The problem: What you give back should be exactly the opening lines of the data, ending with the line that contains "Proof recorded on the genesis block." and including it.

Given data:
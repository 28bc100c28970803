mod api;
mod config;
mod consensus;
mod ledger;
mod pow;
mod registry;
mod transaction;

use actix_web::{App, HttpServer, web};
use dotenvy::dotenv;
use log::info;

use api::AppState;
use config::Settings;

#[actix_web::main]
async fn main() -> std::io::Result<()> {
    let _ = dotenv();
    env_logger::init();

    let settings = Settings::from_env();
    let state = web::Data::new(AppState::new(&settings));

    info!(
        "node id {} (difficulty {})",
        state.node_id, state.difficulty
    );
    println!(
        "⛓️ Starting ledger node at http://{}:{}",
        settings.host, settings.port
    );

    HttpServer::new(move || {
        App::new()
            .app_data(state.clone())
            .configure(api::init_routes)
    })
    .bind((settings.host.as_str(), settings.port))?
    .run()
    .await
}
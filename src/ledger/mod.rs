pub mod block;
pub mod model;

pub use block::Block;
pub use model::Ledger;

/// Default Proof-of-Work difficulty (leading zero hex characters).
pub const DEFAULT_DIFFICULTY: usize = 4;

/// Proof recorded on the genesis block.
pub const GENESIS_PROOF: u64 = 100;

/// Sentinel previous-hash recorded on the genesis block.
pub const GENESIS_PREVIOUS_HASH: &str = "1";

Answer section:
repository 28bc100c28970803
mod api;
mod config;
mod consensus;
mod ledger;
mod pow;
mod registry;
mod transaction;

use actix_web::{App, HttpServer, web};
use dotenvy::dotenv;
use log::info;

use api::AppState;
use config::Settings;

#[actix_web::main]
async fn main() -> std::io::Result<()> {
    let _ = dotenv();
    env_logger::init();

    let settings = Settings::from_env();
    let state = web::Data::new(AppState::new(&settings));

    info!(
        "node id {} (difficulty {})",
        state.node_id, state.difficulty
    );
    println!(
        "⛓️ Starting ledger node at http://{}:{}",
        settings.host, settings.port
    );

    HttpServer::new(move || {
        App::new()
            .app_data(state.clone())
            .configure(api::init_routes)
    })
    .bind((settings.host.as_str(), settings.port))?
    .run()
    .await
}
filename src/ledger/mod.rs
pub mod block;
pub mod model;

pub use block::Block;
pub use model::Ledger;

/// Default Proof-of-Work difficulty (leading zero hex characters).
pub const DEFAULT_DIFFICULTY: usize = 4;

/// Proof recorded on the genesis block.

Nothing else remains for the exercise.